----- Dataset entries -----

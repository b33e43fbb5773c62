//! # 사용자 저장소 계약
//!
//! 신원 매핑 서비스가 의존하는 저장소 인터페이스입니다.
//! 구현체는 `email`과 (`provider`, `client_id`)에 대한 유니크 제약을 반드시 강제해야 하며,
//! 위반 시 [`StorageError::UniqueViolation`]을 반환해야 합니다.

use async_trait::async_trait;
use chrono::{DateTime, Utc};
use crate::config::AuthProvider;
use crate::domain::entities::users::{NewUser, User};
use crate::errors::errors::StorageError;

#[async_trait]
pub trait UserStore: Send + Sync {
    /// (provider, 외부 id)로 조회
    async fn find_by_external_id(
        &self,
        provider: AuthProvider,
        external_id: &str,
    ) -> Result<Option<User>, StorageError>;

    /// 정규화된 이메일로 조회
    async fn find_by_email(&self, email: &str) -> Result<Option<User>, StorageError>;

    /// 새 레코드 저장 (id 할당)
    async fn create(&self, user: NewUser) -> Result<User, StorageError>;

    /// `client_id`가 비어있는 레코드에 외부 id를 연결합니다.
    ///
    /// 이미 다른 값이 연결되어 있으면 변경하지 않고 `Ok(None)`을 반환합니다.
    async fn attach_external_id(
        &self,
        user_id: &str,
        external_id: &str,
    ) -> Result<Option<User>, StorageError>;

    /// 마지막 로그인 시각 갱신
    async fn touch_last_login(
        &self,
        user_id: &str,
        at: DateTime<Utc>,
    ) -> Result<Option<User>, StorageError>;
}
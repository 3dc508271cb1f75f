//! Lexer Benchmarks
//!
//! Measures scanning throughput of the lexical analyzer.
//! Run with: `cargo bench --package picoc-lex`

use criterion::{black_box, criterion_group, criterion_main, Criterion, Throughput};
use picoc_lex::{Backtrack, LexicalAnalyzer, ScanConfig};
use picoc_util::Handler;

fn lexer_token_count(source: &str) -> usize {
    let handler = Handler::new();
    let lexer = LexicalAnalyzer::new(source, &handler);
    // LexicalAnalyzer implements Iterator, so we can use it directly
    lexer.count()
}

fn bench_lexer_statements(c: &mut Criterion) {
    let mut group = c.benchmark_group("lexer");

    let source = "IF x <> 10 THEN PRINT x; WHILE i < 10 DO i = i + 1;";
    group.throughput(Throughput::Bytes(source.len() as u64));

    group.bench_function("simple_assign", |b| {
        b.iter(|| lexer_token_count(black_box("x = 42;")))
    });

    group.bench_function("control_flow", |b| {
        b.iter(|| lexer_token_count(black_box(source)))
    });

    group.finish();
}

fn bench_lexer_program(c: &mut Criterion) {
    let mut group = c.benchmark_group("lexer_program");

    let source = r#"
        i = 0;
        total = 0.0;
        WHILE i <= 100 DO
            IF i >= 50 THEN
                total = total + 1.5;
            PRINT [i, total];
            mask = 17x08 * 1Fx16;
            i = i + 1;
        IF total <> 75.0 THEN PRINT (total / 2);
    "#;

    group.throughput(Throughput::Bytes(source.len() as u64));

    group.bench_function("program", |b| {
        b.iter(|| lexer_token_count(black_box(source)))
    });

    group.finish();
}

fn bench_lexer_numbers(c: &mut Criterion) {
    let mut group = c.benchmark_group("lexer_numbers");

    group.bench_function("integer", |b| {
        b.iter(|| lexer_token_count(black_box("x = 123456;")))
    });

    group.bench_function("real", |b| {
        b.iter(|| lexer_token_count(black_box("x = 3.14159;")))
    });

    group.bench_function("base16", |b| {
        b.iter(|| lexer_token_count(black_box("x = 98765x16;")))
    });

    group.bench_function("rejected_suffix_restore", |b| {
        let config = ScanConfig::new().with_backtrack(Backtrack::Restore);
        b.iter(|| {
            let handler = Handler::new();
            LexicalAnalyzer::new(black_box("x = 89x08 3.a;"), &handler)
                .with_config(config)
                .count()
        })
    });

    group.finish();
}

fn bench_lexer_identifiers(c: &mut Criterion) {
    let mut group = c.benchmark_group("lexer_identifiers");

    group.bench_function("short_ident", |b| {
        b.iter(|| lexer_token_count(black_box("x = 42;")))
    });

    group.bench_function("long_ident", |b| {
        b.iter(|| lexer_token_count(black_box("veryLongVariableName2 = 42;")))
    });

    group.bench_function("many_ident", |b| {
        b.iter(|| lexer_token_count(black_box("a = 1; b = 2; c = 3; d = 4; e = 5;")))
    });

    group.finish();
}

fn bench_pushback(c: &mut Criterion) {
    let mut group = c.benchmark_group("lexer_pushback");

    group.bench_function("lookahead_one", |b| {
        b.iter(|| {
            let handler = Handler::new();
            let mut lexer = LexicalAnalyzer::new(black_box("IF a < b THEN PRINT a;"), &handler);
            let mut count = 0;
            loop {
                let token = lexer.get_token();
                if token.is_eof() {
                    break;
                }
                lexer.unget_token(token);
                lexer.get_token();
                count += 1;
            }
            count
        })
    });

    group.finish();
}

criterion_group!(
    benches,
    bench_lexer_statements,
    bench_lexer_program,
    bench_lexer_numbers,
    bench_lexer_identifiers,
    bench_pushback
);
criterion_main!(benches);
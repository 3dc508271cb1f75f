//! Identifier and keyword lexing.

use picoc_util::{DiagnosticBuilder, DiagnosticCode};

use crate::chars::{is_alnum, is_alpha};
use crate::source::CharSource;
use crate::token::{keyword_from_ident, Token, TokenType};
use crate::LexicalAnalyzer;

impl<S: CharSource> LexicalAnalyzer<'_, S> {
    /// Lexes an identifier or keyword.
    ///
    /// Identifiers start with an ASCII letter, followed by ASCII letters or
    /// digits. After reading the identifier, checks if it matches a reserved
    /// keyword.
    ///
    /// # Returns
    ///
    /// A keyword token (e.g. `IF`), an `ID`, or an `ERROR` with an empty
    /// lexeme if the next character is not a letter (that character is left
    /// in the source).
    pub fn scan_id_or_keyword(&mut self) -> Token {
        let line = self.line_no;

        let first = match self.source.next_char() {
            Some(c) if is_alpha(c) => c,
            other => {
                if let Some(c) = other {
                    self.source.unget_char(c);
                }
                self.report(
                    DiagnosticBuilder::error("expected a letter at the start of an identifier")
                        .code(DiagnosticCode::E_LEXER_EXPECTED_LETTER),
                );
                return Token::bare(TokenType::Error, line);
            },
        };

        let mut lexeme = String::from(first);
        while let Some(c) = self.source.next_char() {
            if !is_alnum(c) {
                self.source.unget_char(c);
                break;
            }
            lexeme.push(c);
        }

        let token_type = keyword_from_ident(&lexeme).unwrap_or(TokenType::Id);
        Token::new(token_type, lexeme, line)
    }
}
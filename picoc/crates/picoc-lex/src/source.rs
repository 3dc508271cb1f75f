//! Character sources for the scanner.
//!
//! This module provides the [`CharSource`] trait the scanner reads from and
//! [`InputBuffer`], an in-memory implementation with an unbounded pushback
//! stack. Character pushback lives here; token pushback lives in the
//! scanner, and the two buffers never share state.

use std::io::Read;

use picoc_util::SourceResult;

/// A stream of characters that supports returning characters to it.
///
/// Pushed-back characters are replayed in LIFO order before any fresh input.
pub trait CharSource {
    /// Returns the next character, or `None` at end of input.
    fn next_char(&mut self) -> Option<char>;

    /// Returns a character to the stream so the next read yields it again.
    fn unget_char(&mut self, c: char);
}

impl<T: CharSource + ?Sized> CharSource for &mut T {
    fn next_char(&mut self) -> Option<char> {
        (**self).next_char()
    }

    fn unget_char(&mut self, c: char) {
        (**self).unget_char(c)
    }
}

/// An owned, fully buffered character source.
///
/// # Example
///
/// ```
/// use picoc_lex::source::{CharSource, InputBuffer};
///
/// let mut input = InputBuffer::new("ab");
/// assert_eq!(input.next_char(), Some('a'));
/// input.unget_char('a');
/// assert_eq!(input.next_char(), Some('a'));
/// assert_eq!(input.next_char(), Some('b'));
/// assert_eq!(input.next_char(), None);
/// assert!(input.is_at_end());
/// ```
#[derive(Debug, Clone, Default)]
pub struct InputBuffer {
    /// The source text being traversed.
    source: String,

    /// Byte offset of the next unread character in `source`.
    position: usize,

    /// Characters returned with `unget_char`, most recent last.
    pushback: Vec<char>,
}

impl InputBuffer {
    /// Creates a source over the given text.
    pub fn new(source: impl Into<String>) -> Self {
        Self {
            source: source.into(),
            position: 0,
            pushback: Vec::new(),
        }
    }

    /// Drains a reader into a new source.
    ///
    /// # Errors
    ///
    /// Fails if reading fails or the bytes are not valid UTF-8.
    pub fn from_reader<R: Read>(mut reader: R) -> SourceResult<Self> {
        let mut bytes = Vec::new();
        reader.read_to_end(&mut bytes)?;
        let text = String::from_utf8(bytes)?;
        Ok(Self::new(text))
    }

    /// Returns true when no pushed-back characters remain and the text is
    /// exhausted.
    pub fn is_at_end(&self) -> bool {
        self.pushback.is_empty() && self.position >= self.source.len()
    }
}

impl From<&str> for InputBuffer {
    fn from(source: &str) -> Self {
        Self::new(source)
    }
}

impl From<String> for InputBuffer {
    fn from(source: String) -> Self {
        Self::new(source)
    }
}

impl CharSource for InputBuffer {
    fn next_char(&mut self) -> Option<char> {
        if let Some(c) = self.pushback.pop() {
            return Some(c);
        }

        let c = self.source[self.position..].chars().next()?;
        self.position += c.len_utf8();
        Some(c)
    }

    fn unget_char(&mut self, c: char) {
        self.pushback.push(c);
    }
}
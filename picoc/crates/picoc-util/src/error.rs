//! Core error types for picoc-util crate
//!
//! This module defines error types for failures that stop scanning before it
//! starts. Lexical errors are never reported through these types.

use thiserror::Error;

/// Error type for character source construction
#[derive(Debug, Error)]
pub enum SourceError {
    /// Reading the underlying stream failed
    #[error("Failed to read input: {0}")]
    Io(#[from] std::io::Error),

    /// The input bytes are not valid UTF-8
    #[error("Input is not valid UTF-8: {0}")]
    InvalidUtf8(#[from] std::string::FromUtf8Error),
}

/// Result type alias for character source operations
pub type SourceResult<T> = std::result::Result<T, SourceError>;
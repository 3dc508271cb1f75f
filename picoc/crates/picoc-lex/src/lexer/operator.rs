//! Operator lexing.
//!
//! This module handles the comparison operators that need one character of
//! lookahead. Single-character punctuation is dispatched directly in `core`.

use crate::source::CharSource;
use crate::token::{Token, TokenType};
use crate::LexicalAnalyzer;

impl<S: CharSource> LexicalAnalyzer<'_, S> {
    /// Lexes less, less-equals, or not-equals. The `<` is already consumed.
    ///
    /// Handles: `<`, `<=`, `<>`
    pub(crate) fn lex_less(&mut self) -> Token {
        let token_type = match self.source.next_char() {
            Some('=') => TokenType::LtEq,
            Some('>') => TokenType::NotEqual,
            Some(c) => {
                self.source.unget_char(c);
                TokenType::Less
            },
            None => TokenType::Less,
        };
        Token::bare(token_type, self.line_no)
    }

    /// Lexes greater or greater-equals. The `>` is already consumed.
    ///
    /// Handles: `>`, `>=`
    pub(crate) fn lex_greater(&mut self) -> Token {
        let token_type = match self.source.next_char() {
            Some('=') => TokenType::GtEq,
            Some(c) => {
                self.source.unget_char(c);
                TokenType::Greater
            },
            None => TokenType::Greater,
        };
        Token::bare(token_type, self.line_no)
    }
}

-----
----- Dataset entries -----

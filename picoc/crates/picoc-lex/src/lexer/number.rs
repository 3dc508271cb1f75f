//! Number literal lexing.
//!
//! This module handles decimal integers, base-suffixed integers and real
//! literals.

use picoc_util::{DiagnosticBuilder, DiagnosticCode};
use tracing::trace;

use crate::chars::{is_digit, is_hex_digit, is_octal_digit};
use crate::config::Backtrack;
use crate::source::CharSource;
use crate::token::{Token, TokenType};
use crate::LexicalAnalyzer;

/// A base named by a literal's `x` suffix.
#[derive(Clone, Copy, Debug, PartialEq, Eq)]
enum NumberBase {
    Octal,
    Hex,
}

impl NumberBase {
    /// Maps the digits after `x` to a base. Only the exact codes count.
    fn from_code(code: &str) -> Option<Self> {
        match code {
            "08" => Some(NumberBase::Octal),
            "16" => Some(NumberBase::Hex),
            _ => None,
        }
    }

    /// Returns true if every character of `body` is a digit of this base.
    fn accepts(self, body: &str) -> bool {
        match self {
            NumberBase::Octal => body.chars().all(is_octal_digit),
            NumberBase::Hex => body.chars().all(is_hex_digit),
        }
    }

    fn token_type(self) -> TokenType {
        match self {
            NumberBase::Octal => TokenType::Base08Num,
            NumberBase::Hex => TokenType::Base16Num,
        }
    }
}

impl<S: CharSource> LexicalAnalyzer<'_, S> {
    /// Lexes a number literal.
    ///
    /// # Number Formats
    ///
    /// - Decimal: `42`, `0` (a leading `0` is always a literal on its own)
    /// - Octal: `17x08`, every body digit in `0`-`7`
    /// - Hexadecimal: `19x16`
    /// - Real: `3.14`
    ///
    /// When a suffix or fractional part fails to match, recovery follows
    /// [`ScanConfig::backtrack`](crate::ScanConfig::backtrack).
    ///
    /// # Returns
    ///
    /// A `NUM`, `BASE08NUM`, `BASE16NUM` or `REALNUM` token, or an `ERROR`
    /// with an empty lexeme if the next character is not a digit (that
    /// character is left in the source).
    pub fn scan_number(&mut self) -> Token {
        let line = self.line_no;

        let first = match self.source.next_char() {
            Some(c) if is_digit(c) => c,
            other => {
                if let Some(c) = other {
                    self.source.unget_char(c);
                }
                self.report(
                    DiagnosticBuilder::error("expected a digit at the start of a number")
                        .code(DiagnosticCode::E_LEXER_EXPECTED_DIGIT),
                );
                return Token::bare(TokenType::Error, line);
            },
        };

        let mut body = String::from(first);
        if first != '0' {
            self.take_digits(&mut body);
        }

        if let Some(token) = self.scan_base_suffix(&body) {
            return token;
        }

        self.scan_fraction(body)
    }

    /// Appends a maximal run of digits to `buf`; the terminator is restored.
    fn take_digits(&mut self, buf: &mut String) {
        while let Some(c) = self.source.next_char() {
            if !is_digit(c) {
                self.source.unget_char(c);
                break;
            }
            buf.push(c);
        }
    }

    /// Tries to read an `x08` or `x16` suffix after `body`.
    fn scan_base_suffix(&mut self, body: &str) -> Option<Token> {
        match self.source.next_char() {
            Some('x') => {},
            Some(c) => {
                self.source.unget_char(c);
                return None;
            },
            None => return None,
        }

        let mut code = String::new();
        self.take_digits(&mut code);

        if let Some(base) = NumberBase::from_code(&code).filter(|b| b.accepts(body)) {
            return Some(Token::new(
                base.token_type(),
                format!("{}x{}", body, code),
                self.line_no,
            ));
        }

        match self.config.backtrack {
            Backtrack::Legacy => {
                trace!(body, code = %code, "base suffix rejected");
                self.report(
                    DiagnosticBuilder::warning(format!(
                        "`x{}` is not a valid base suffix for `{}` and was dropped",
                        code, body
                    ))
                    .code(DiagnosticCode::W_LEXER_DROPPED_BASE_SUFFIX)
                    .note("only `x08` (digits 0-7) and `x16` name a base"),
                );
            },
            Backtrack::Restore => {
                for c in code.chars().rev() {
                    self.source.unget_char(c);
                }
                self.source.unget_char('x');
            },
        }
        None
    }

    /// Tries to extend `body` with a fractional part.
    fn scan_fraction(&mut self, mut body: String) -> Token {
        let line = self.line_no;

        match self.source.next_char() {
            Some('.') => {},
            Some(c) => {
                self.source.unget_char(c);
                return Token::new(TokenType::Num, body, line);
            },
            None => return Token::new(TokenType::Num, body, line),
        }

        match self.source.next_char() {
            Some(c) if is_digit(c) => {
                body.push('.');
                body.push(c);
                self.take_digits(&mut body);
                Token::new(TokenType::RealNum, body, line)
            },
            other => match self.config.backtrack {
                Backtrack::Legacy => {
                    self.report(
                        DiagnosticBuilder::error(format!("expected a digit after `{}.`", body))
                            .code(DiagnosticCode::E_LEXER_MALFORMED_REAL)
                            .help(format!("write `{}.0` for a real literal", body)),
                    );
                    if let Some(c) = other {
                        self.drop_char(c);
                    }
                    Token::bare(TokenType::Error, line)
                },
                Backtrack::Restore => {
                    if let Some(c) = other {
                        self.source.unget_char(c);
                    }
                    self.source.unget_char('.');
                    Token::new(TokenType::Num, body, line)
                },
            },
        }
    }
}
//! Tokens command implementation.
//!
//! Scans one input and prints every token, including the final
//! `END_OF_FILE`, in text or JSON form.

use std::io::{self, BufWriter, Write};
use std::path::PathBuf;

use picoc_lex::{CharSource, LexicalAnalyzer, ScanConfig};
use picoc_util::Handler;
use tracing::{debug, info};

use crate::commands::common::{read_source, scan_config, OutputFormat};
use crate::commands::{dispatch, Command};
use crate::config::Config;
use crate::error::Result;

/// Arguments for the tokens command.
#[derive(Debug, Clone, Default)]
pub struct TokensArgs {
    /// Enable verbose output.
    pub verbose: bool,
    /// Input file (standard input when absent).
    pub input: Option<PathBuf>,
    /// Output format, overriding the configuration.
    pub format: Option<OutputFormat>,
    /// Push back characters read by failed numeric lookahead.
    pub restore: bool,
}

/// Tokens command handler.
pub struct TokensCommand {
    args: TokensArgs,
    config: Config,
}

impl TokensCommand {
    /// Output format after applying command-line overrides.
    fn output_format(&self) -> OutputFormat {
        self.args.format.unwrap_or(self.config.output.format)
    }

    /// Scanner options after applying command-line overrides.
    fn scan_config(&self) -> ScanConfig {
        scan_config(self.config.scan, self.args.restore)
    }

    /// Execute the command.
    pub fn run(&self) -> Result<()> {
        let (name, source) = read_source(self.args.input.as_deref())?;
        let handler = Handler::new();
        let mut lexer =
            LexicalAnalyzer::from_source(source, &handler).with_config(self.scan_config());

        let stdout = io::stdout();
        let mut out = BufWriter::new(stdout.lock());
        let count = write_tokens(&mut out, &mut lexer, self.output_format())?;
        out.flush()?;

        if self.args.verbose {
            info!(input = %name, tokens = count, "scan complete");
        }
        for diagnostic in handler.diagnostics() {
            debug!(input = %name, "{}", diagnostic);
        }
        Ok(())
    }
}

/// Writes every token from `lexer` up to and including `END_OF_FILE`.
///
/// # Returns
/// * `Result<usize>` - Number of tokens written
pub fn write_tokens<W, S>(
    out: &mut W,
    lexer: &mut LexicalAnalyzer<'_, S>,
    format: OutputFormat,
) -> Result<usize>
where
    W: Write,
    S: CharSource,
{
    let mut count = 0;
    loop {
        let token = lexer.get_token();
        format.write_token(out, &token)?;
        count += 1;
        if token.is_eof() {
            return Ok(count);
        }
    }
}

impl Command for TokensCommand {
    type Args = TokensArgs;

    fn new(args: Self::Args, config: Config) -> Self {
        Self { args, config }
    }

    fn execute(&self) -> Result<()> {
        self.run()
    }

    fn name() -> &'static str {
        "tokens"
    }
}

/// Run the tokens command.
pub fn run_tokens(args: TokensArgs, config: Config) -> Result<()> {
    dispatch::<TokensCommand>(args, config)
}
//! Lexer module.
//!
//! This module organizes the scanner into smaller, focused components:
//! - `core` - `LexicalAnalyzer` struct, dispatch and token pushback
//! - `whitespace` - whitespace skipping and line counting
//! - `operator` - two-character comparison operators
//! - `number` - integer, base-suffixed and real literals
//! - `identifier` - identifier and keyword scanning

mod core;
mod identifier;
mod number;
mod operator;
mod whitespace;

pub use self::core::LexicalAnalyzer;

-----

### Task
Lines above containing "operators": how many? Reply with the number only.

### Answer below
2